Secondo lei i bambini partono avvantaggiati rispetto a Internet?
Sicuramente, è sempre cosi' con i nuovi media: quando i maestri di una volta facevano
vedere i film a scuola rompevano il proiettore, i bambini invece capivano subito come
farlo funzionare. Dal punto di vista pratico e manuale i bambini sono sempre
avvantaggiati. Sono piu' freschi, non sono inibiti dalle novita': noi al massimo ci
adeguiamo.
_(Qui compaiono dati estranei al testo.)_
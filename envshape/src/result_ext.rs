//! Extension for mapping errors to `EnvShapeResult` concisely.
//!
//! Replaces repetitive `.map_err(|e| Arc::new(EnvShapeError::from(e)))`
//! chains when converting validation, serde, or I/O failures into the
//! crate's `EnvShapeResult<T>` alias (`Result<T, Arc<EnvShapeError>>`).
//!
//! # Examples
//!
//! ```
//! use envshape::{EnvShapeResult, EnvShapeResultExt};
//!
//! fn port() -> EnvShapeResult<u16> {
//!     // serde_json::Error implements Into<EnvShapeError>
//!     serde_json::from_str("8080").into_envshape()
//! }
//! # assert_eq!(port().ok(), Some(8080));
//! ```

use std::sync::Arc;

use crate::{EnvShapeError, EnvShapeResult};

/// Generic extension for mapping any `Result<T, E>` with
/// `E: Into<EnvShapeError>` into an `EnvShapeResult<T>`.
pub trait EnvShapeResultExt<T, E> {
    /// Convert `Result<T, E>` into `EnvShapeResult<T>` using
    /// `Into<EnvShapeError>`.
    ///
    /// # Errors
    ///
    /// Propagates the original error after conversion into
    /// `Arc<EnvShapeError>`.
    fn into_envshape(self) -> EnvShapeResult<T>;
}

impl<T, E> EnvShapeResultExt<T, E> for Result<T, E>
where
    E: Into<EnvShapeError>,
{
    fn into_envshape(self) -> EnvShapeResult<T> {
        self.map_err(|e| Arc::new(e.into()))
    }
}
Pero' con Internet e con la televisione si è creato un problema: prima
dell'arrivo della televisione il bambino viveva in un mondo reale, adesso fin da piccolo
si trova di fronte a due mondi, quello reale e quello virtuale. Non si puo' rifiutare il
mondo virtuale - la televisione e' una delle piu' grandi invenzioni dell'uomo - ma non
bisogna permettere che i bambini abbandonino l'osservazione diretta dell'ambiente, delle
persone.
La televisione e Internet non solo distolgono i bambini dalla realta' ma possono anche
influenzarli negativamente: ad esempio i personaggi del cartone animato South Park sono
bambini ma rappresentano tutto il negativo del mondo adulto. Aldo Grasso ha definito South
Park "cartone senza etica" perchè non contiene niente di costruttivo, di
positivo. Io mi domando: perche' lo fanno? Con quale fine? Perchè rappresentare il male,
portandolo anche nelle case in cui la violenza altrimenti non sarebbe mai entrata?
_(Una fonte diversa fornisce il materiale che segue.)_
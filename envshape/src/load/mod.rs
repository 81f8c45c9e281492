//! Assembly of nested configuration from flat environment records.
//!
//! Loading runs in two steps. [`load_config_from_environment`] derives the
//! schema's field paths, looks up each path's environment key and value, and
//! writes the raw value at its dotted position. [`load_validated_schema`]
//! then hands the assembled value to the schema's own [`Validate::parse`].
//! The assembly step never converts values; all coercion belongs to the
//! schema.

use serde::de::DeserializeOwned;
use serde_json::{Map, Value};
use tracing::{debug, trace};

use crate::schema::{SchemaShape, Validate};
use crate::{
    EnvKeyMap, EnvRecord, EnvShapeResult, EnvShapeResultExt, EnvValue, SchemaValidationError,
    derive_paths, set_path,
};

/// Build the nested raw configuration for `schema` from `env`.
///
/// Paths with no entry in `map`, and keys with no value in `env`, are not
/// errors here: they leave an undefined leaf (an absent key) in the result,
/// and any failure is deferred to validation.
///
/// # Examples
///
/// ```
/// use envshape::{EnvKeyMap, EnvRecord, SchemaNode, load_config_from_environment};
/// use serde_json::json;
///
/// let schema = SchemaNode::object([
///     ("db", SchemaNode::object([("url", SchemaNode::string())])),
///     ("debug", SchemaNode::boolean()),
/// ]);
/// let map: EnvKeyMap = [("db.url", "DATABASE_URL"), ("debug", "DEBUG")]
///     .into_iter()
///     .collect();
/// let env: EnvRecord = [("DATABASE_URL", "postgres://db")].into_iter().collect();
///
/// let raw = load_config_from_environment(&schema, &map, &env);
/// assert_eq!(raw, json!({"db": {"url": "postgres://db"}}));
/// ```
#[must_use]
pub fn load_config_from_environment<S>(schema: &S, map: &EnvKeyMap, env: &EnvRecord) -> Value
where
    S: SchemaShape + ?Sized,
{
    let paths = derive_paths(schema, None);
    debug!(paths = paths.len(), "assembling configuration from environment");

    let mut raw = Value::Object(Map::new());
    for path in &paths {
        let value = match map.get(path.as_str()) {
            Some(key) => {
                let found = env.get(key);
                if found.is_undefined() {
                    trace!(%path, key, "environment variable not set");
                }
                found
            }
            None => {
                trace!(%path, "field has no environment mapping");
                EnvValue::undefined()
            }
        };
        set_path(&mut raw, path, value.to_json());
    }
    raw
}

/// Assemble the raw configuration and validate it against `schema`.
///
/// # Errors
///
/// Returns the schema's [`SchemaValidationError`] unchanged when the
/// assembled value is rejected, for example when a required variable is
/// missing or cannot be coerced to its declared type.
///
/// # Examples
///
/// ```
/// use envshape::{EnvKeyMap, EnvRecord, SchemaNode, load_validated_schema};
///
/// let schema = SchemaNode::object([("port", SchemaNode::number().coerce())]);
/// let map: EnvKeyMap = [("port", "API_PORT")].into_iter().collect();
///
/// let err = load_validated_schema(&schema, &map, &EnvRecord::new())
///     .expect_err("API_PORT is required");
/// assert!(err.has_issue_at("port"));
/// ```
pub fn load_validated_schema<S>(
    schema: &S,
    map: &EnvKeyMap,
    env: &EnvRecord,
) -> Result<Value, SchemaValidationError>
where
    S: SchemaShape + Validate + ?Sized,
{
    let raw = load_config_from_environment(schema, map, env);
    schema.parse(&raw).inspect_err(|err| {
        debug!(issues = err.len(), "environment configuration failed validation");
    })
}

/// Validate configuration from `env` and deserialise it into `T`.
///
/// # Errors
///
/// Returns [`crate::EnvShapeError::Validation`] when validation fails, and
/// [`crate::EnvShapeError::Deserialize`] when the validated value does not
/// fit `T`.
///
/// # Examples
///
/// ```
/// use envshape::{EnvKeyMap, EnvRecord, SchemaNode, load_validated_as};
/// use serde::Deserialize;
///
/// #[derive(Deserialize)]
/// struct Api {
///     port: u16,
/// }
///
/// let schema = SchemaNode::object([("port", SchemaNode::integer().coerce())]);
/// let map: EnvKeyMap = [("port", "API_PORT")].into_iter().collect();
/// let env: EnvRecord = [("API_PORT", "8080")].into_iter().collect();
///
/// let api: Api = load_validated_as(&schema, &map, &env)?;
/// assert_eq!(api.port, 8080);
/// # Ok::<_, std::sync::Arc<envshape::EnvShapeError>>(())
/// ```
pub fn load_validated_as<T, S>(schema: &S, map: &EnvKeyMap, env: &EnvRecord) -> EnvShapeResult<T>
where
    T: DeserializeOwned,
    S: SchemaShape + Validate + ?Sized,
{
    let validated = load_validated_schema(schema, map, env).into_envshape()?;
    serde_json::from_value(validated).into_envshape()
}
//! Library interface for the `envshape` command-line tool.
//!
//! A manifest file declares a schema, the environment key behind each field,
//! and example values. The commands in [`commands`] render example `.env`
//! files from it and check the running environment against it.

pub mod cli;
pub mod commands;
pub mod error;
pub mod manifest;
Forse lo fanno per esorcizzare il male.
Stephen King rappresenta nei suoi romanzi il male della societa', e molti adolescenti
dicono che e' il loro autore, leggono solo i suoi romanzi. Lui si giustifica dicendo che
la realta' e' molto piu' violenta e drammatica dei suoi racconti. Io sostengo che, se e'
vero come e' vero che il mondo e' molto violento, chi scrive per i bambini o i ragazzi
dovrebbe rappresentare modelli che non si adeguano al male e alla violenza, che
reagiscono. Bisogna dare ai giovani la speranza di poter cambiare questo mondo, perche'
non e' vero che e' tutto negativo: secondo me il male e' fatto da una minoranza.
D'altronde il fine degli editori che pubblicano questo tipo di libri non e' certo quello
di innalzare il livello culturale e morale di un popolo.
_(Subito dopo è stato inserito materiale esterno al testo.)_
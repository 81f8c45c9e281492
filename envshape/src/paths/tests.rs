use std::sync::Arc;

use rstest::{fixture, rstest};

use super::{derive_paths, unwrap_shape};
use crate::FieldPath;
use crate::schema::{NodeKind, ObjectShape, Refinement, SchemaNode, SchemaShape};

#[fixture]
fn complex_schema() -> SchemaNode {
    SchemaNode::object([
        (
            "a",
            SchemaNode::object([("b", SchemaNode::string()), ("c", SchemaNode::number())]),
        ),
        (
            "b",
            SchemaNode::object([
                ("c", SchemaNode::boolean()),
                ("d", SchemaNode::string()),
                (
                    "e",
                    SchemaNode::object([("f", SchemaNode::number()), ("g", SchemaNode::boolean())]),
                ),
            ]),
        ),
    ])
}

#[rstest]
fn nested_objects_flatten_to_leaf_paths(complex_schema: SchemaNode) {
    assert_eq!(
        derive_paths(&complex_schema, None),
        ["a.b", "a.c", "b.c", "b.d", "b.e.f", "b.e.g"]
    );
}

#[test]
fn flat_schemas_list_field_names_in_order() {
    let schema = SchemaNode::object([
        ("hostName", SchemaNode::string().coerce()),
        ("port", SchemaNode::number().coerce()),
        ("autoStart", SchemaNode::boolean().coerce()),
    ]);
    assert_eq!(derive_paths(&schema, None), ["hostName", "port", "autoStart"]);
}

#[test]
fn wrapped_objects_are_recursed_into() {
    let inner = SchemaNode::object([("x", SchemaNode::string())]);
    let schema = SchemaNode::object([
        ("opt", inner.clone().optional()),
        ("nul", inner.clone().nullable()),
        ("ref", inner.clone().optional().refine("always", |_| true)),
        ("leaf", SchemaNode::string().optional()),
    ]);
    assert_eq!(
        derive_paths(&schema, None),
        ["opt.x", "nul.x", "ref.x", "leaf"]
    );
}

#[test]
fn empty_objects_contribute_no_paths() {
    let schema = SchemaNode::object([
        ("empty", SchemaNode::Object(ObjectShape::new())),
        ("port", SchemaNode::number()),
    ]);
    assert_eq!(derive_paths(&schema, None), ["port"]);
}

#[rstest]
#[case::no_parent(None, &[])]
#[case::with_parent(Some("parentKey"), &["parentKey"])]
#[case::root_parent(Some(""), &[])]
fn shapeless_nodes_yield_their_parent(#[case] parent: Option<&str>, #[case] expected: &[&str]) {
    let parent_path = parent.map(FieldPath::from);
    let paths = derive_paths(&SchemaNode::string(), parent_path.as_ref());
    assert_eq!(paths, expected);
}

#[rstest]
fn refined_top_level_nodes_are_not_unwrapped(complex_schema: SchemaNode) {
    let refined = complex_schema.refine("never checked here", |_| true);
    assert!(derive_paths(&refined, None).is_empty());
}

#[rstest]
fn unwrap_returns_unwrapped_nodes_unchanged(complex_schema: SchemaNode) {
    assert!(std::ptr::eq(unwrap_shape(&complex_schema), &complex_schema));
}

#[rstest]
fn unwrap_strips_every_wrapper_layer(complex_schema: SchemaNode) {
    let base = Arc::new(complex_schema);
    let refined = SchemaNode::Refined {
        base: Arc::clone(&base),
        refinement: Refinement::new("a.b must be set", |_| true),
    };
    let wrapped = SchemaNode::Optional(Arc::new(SchemaNode::Nullable(Arc::new(refined))));

    assert!(std::ptr::eq(unwrap_shape(&wrapped), Arc::as_ptr(&base)));
}

#[rstest]
fn unwrap_handles_wrappers_around_optionals(complex_schema: SchemaNode) {
    let base = Arc::new(complex_schema);
    let wrapped = SchemaNode::Refined {
        base: Arc::new(SchemaNode::Optional(Arc::clone(&base))),
        refinement: Refinement::new("unused", |_| true),
    };

    assert!(std::ptr::eq(unwrap_shape(&wrapped), Arc::as_ptr(&base)));
}

/// Adapter whose object nodes may fail to report their fields.
enum ForeignNode {
    Leaf,
    Object(Vec<(&'static str, ForeignNode)>),
    Unreadable,
}

impl SchemaShape for ForeignNode {
    fn kind(&self) -> NodeKind<'_, Self> {
        match self {
            Self::Leaf => NodeKind::Scalar,
            Self::Object(_) | Self::Unreadable => NodeKind::Object,
        }
    }

    fn fields(&self) -> Option<Vec<(&str, &Self)>> {
        match self {
            Self::Object(fields) => Some(fields.iter().map(|(name, node)| (*name, node)).collect()),
            Self::Leaf | Self::Unreadable => None,
        }
    }
}

#[test]
fn unreadable_objects_degrade_to_leaf_paths() {
    let schema = ForeignNode::Object(vec![
        ("ok", ForeignNode::Object(vec![("inner", ForeignNode::Leaf)])),
        ("broken", ForeignNode::Unreadable),
    ]);
    assert_eq!(derive_paths(&schema, None), ["ok.inner", "broken"]);
    assert!(derive_paths(&ForeignNode::Unreadable, None).is_empty());
}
Lo stesso discorso vale anche per la televisione?
E per il cinema, che mostra le cose piu' trasgressive, che incuriosiscono di piu'
proprio perche' fondate sugli istinti piu' bassi. Ma almeno il cinema uno va a vederlo in
sala, la televisione invece ti porta certe immagini in casa, anche se non vogliamo ce le
troviamo li'.
In case dove sempre piu' spesso i bambini sono lasciati soli davanti al teleschermo.
E' la famosa televisione baby sitter, che sostituisce la presenza dell'adulto. E ha un
potere ipnotico: e' dimostrato anche scientificamente, i bambini ingrassano davanti al
televisore non tanto perche' mangiano patatine ma perche' il loro metabolismo rallenta.
L'importante e' che i bambini non diventino videodipendenti, che abbiano la possibilita'
di scegliere fin da piccoli. I genitori dovrebbero discutere insieme a loro, spiegando il
perche' delle cose, perche' i bambini non hanno ancora la capacita' di capire le
motivazioni degli adulti. Davanti a quella scatola che manda immagini restano incantati,
per loro è solo un giocattolo meraviglioso.
Bisogna fare capire ai bambini che esiste una differenza fra l'interazione con la
televisione e con gli esseri umani, che il linguaggio che noi usiamo per comprenderci, per
comunicare, e' diverso da quello del piccolo schermo, che la televisione è un mezzo che
parla ma al quale loro non possono rispondere.
(Qui Lodi incomincia a rivolgersi a un bambino immaginario in tono calmo e paziente,
nda) Quando io parlo con te dopo tu rispondi a me e io ti ascolto. Lo vedi come parlo?
Parlo lentamente, mi fermo ad aspettare la tua risposta. Io che parlo voglio che tu
capisca bene quello che ti dico, invece alla televisione parlano in fretta.
(Lodi riprende il suo tono normale) In bambini non capiscono che la televisione
ha fretta di "scaricare" le notizie perche' dopo c'e' la pubblicita', che la
pubblicita' produce soldi, che esiste un Auditel eccetera eccetera. Bisogna spiegare loro
che la televisione e' importante per quello che ci puo' dare, ma che ci puo' anche dare
cose negative. Se non cominciamo a metterlo nel nostro programma di rapporto con i bambini
non otterremo alcun risultato. I bambini ci ascoltano, e seriamente, anche.